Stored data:
_ _ _ _ _ _ _
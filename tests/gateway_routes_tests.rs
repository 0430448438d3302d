mod common;

use axum::{
    Json, Router,
    body::Body,
    extract::{Path, Query, State},
    http::{Request, StatusCode},
    routing::{get, post},
};
use common::{ADMIN_KEY, gateway, get as get_req, json_body, post_json, send};
use serde_json::{Value, json};
use std::collections::HashMap;
use std::sync::{
    Arc,
    atomic::{AtomicUsize, Ordering},
};

#[tokio::test]
async fn health_reports_database() {
    let app = gateway(Router::new(), Router::new()).await;
    let resp = send(&app, get_req("/health")).await;
    assert_eq!(resp.status(), StatusCode::OK);
    let body = json_body(resp).await;
    assert_eq!(body["status"], "ok");
    assert_eq!(body["database"], "ok");
}

#[tokio::test]
async fn wishlist_without_user_prompts_login() {
    let app = gateway(Router::new(), Router::new()).await;
    let resp = send(&app, get_req("/api/wishlist")).await;
    assert_eq!(resp.status(), StatusCode::UNAUTHORIZED);
    let body = json_body(resp).await;
    assert_eq!(body["error"]["code"], "LOGIN_REQUIRED");
}

#[derive(Clone, Default)]
struct Hits {
    genres: Arc<AtomicUsize>,
    listing: Arc<AtomicUsize>,
}

fn genre_stub(hits: Hits) -> Router {
    Router::new()
        .route(
            "/genres/anime",
            get(|State(hits): State<Hits>| async move {
                hits.genres.fetch_add(1, Ordering::SeqCst);
                Json(json!({"data": [
                    {"mal_id": 1, "name": "Action", "count": 5000},
                    {"mal_id": 4, "name": "Comedy", "count": 7000},
                    {"mal_id": 22, "name": "Romance", "count": 2000},
                    {"mal_id": 8, "name": "Drama", "count": 3000},
                    {"mal_id": 10, "name": "Fantasy", "count": 4000}
                ]}))
            }),
        )
        .route(
            "/anime",
            get(
                |State(hits): State<Hits>, Query(q): Query<HashMap<String, String>>| async move {
                    hits.listing.fetch_add(1, Ordering::SeqCst);
                    assert_eq!(q.get("genres").map(String::as_str), Some("22"));
                    assert_eq!(q.get("order_by").map(String::as_str), Some("score"));
                    Json(json!({
                        "data": [
                            {"mal_id": 100, "title": "Toradora!", "score": 8.0},
                            {"mal_id": 101, "title": "Clannad", "score": 9.0},
                            {"mal_id": 102, "title": "Unrated"}
                        ],
                        "pagination": {"has_next_page": true, "last_visible_page": 9}
                    }))
                },
            ),
        )
        .with_state(hits)
}

#[tokio::test]
async fn genre_page_is_served_from_cache_on_second_read() {
    let hits = Hits::default();
    let app = gateway(genre_stub(hits.clone()), Router::new()).await;

    let first = send(&app, get_req("/api/genres/romance?page=1&sort=score")).await;
    assert_eq!(first.status(), StatusCode::OK);
    let body = json_body(first).await;
    assert_eq!(body["genre"]["mal_id"], 22);
    assert_eq!(body["stats"]["count"], 2000);
    assert_eq!(body["stats"]["average_score"], 8.5);
    assert_eq!(body["has_next_page"], true);
    let related: Vec<u64> = body["related"]
        .as_array()
        .unwrap()
        .iter()
        .map(|g| g["mal_id"].as_u64().unwrap())
        .collect();
    assert_eq!(related, vec![4, 1, 10]);

    let second = send(&app, get_req("/api/genres/Romance?page=1&sort=score")).await;
    assert_eq!(second.status(), StatusCode::OK);
    assert_eq!(hits.genres.load(Ordering::SeqCst), 1);
    assert_eq!(hits.listing.load(Ordering::SeqCst), 1);

    let missing = send(&app, get_req("/api/genres/mecha")).await;
    assert_eq!(missing.status(), StatusCode::NOT_FOUND);
    assert_eq!(json_body(missing).await["error"]["code"], "GENRE_NOT_FOUND");
}

#[tokio::test]
async fn recommendation_falls_back_to_title_search() {
    let backend_queries: Arc<std::sync::Mutex<Vec<String>>> = Arc::default();
    let backend = Router::new()
        .route(
            "/ai-recommend",
            post(
                |State(seen): State<Arc<std::sync::Mutex<Vec<String>>>>, Json(body): Json<Value>| async move {
                    seen.lock().unwrap().push(body["query"].as_str().unwrap_or_default().to_string());
                    Json(json!([]))
                },
            ),
        )
        .with_state(backend_queries.clone());
    let jikan = Router::new().route(
        "/anime",
        get(|Query(q): Query<HashMap<String, String>>| async move {
            assert_eq!(q.get("limit").map(String::as_str), Some("20"));
            Json(json!({"data": [{"mal_id": 1535, "title": q["q"].clone()}]}))
        }),
    );
    let app = gateway(jikan, backend).await;

    let resp = send(
        &app,
        post_json(
            "/api/recommend",
            Some("fan@example.com"),
            json!({"query": "Anime like Death Note?"}),
        ),
    )
    .await;
    assert_eq!(resp.status(), StatusCode::OK);
    let body = json_body(resp).await;
    assert_eq!(body["source"], "catalog_search");
    assert_eq!(body["extracted_title"], "Death Note");
    assert_eq!(body["results"][0]["title"], "Death Note");
    assert_eq!(
        *backend_queries.lock().unwrap(),
        vec!["Anime like Death Note?".to_string(), "I watched Death Note".to_string()]
    );

    let history = send(
        &app,
        Request::builder()
            .uri("/api/recommend/history")
            .header("x-user-email", "fan@example.com")
            .body(Body::empty())
            .unwrap(),
    )
    .await;
    assert_eq!(json_body(history).await["queries"], json!(["Anime like Death Note?"]));
}

#[tokio::test]
async fn admin_cache_requires_key() {
    let app = gateway(Router::new(), Router::new()).await;

    let denied = send(&app, get_req("/admin/cache")).await;
    assert_eq!(denied.status(), StatusCode::UNAUTHORIZED);

    let allowed = send(
        &app,
        Request::builder()
            .uri("/admin/cache")
            .header("x-admin-key", ADMIN_KEY)
            .body(Body::empty())
            .unwrap(),
    )
    .await;
    assert_eq!(allowed.status(), StatusCode::OK);
    let stats = json_body(allowed).await;
    assert_eq!(stats["entries"], 0);
}

#[tokio::test]
async fn user_sync_creates_missing_record() {
    let backend = Router::new()
        .route("/users/{uid}", get(|Path(_uid): Path<String>| async { StatusCode::NOT_FOUND }))
        .route(
            "/users",
            post(|Json(body): Json<Value>| async move {
                assert_eq!(body["role"], "customer");
                assert_eq!(body["uid"], "uid-42");
                Json(json!({"insertedId": "abc"}))
            }),
        );
    let app = gateway(Router::new(), backend).await;

    let resp = send(
        &app,
        Request::builder()
            .method("POST")
            .uri("/api/users/sync")
            .header("content-type", "application/json")
            .header("x-user-email", "spike@bebop.io")
            .header("x-user-id", "uid-42")
            .body(Body::from(json!({"name": "Spike"}).to_string()))
            .unwrap(),
    )
    .await;
    assert_eq!(resp.status(), StatusCode::CREATED);
    let body = json_body(resp).await;
    assert_eq!(body["created"], true);
    assert_eq!(body["user"]["role"], "customer");
}

#[tokio::test]
async fn news_falls_back_when_backend_is_down() {
    let backend = Router::new().route("/api/news", get(|| async { StatusCode::BAD_GATEWAY }));
    let app = gateway(Router::new(), backend).await;
    let body = json_body(send(&app, get_req("/api/news")).await).await;
    assert_eq!(body["fallback"], true);
    assert_eq!(body["items"].as_array().map(Vec::len), Some(1));
}

#[tokio::test]
async fn suggestions_are_filtered_canned_queries() {
    let app = gateway(Router::new(), Router::new()).await;
    let body = json_body(send(&app, get_req("/api/recommend/suggestions?q=titan")).await).await;
    assert_eq!(
        body["queries"],
        json!(["I watched Attack on Titan", "Shows like Attack on Titan"])
    );
}

#[tokio::test]
async fn community_writes_identify_the_caller_by_email() {
    let seen: Arc<std::sync::Mutex<Vec<Value>>> = Arc::default();
    let record = |State(seen): State<Arc<std::sync::Mutex<Vec<Value>>>>, Json(body): Json<Value>| async move {
        seen.lock().unwrap().push(body);
        Json(json!({"acknowledged": true}))
    };
    let backend = Router::new()
        .route("/api/topics", post(record))
        .route("/api/topics/{id}/vote", post(record))
        .route("/api/topics/{id}/comments", post(record))
        .route("/api/comments/{id}/vote", post(record))
        .with_state(seen.clone());
    let app = gateway(Router::new(), backend).await;

    let with_identity = |uri: &str, body: Value| {
        Request::builder()
            .method("POST")
            .uri(uri)
            .header("content-type", "application/json")
            .header("x-user-email", "spike@bebop.io")
            .header("x-user-id", "uid-42")
            .body(Body::from(body.to_string()))
            .unwrap()
    };

    let created = send(&app, with_identity("/api/topics", json!({"title": "Best OST"}))).await;
    assert_eq!(created.status(), StatusCode::CREATED);
    send(&app, with_identity("/api/topics/t1/vote", json!({"direction": "up"}))).await;
    send(&app, with_identity("/api/topics/t1/comments", json!({"content": "Tank!"}))).await;
    send(&app, with_identity("/api/comments/c1/vote", json!({"direction": "down"}))).await;

    let bodies = seen.lock().unwrap();
    assert_eq!(bodies.len(), 4);
    assert_eq!(bodies[0]["authorId"], "spike@bebop.io");
    assert_eq!(bodies[1]["userId"], "spike@bebop.io");
    assert_eq!(bodies[2]["authorId"], "spike@bebop.io");
    assert_eq!(bodies[3]["userId"], "spike@bebop.io");
}

#[tokio::test]
async fn wishlist_tolerates_sparse_backend_entries() {
    let backend = Router::new().route(
        "/wishList/{email}",
        get(|Path(email): Path<String>| async move {
            Json(json!([
                {"_id": "w1", "animeId": 1, "title": "Cowboy Bebop", "userEmail": email},
                {"_id": "w2", "animeId": 2, "userEmail": email}
            ]))
        }),
    );
    let app = gateway(Router::new(), backend).await;

    let resp = send(
        &app,
        Request::builder()
            .uri("/api/wishlist")
            .header("x-user-email", "fan@example.com")
            .body(Body::empty())
            .unwrap(),
    )
    .await;
    assert_eq!(resp.status(), StatusCode::OK);
    let body = json_body(resp).await;
    assert_eq!(body.as_array().map(Vec::len), Some(2));
    assert_eq!(body[1]["_id"], "w2");
}

#[tokio::test]
async fn search_defaults_to_twelve_results() {
    let jikan = Router::new().route(
        "/anime",
        get(|Query(q): Query<HashMap<String, String>>| async move {
            if q.get("limit").map(String::as_str) != Some("12") {
                return Err(StatusCode::BAD_REQUEST);
            }
            Ok(Json(json!({"data": [{"mal_id": 1, "title": q["q"].clone()}]})))
        }),
    );
    let app = gateway(jikan, Router::new()).await;

    let resp = send(&app, get_req("/api/anime/search?q=bebop")).await;
    assert_eq!(resp.status(), StatusCode::OK);
    assert_eq!(json_body(resp).await["data"][0]["title"], "bebop");

    let blank = send(&app, get_req("/api/anime/search?q=%20")).await;
    assert_eq!(blank.status(), StatusCode::BAD_REQUEST);
}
_ _ _ _ _ _ _
(WORK REQUEST): The answer must be every line of the entries that includes the word "customer".

(SOLUTION TO THE PROBLEM):
                assert_eq!(body["role"], "customer");
    assert_eq!(body["user"]["role"], "customer");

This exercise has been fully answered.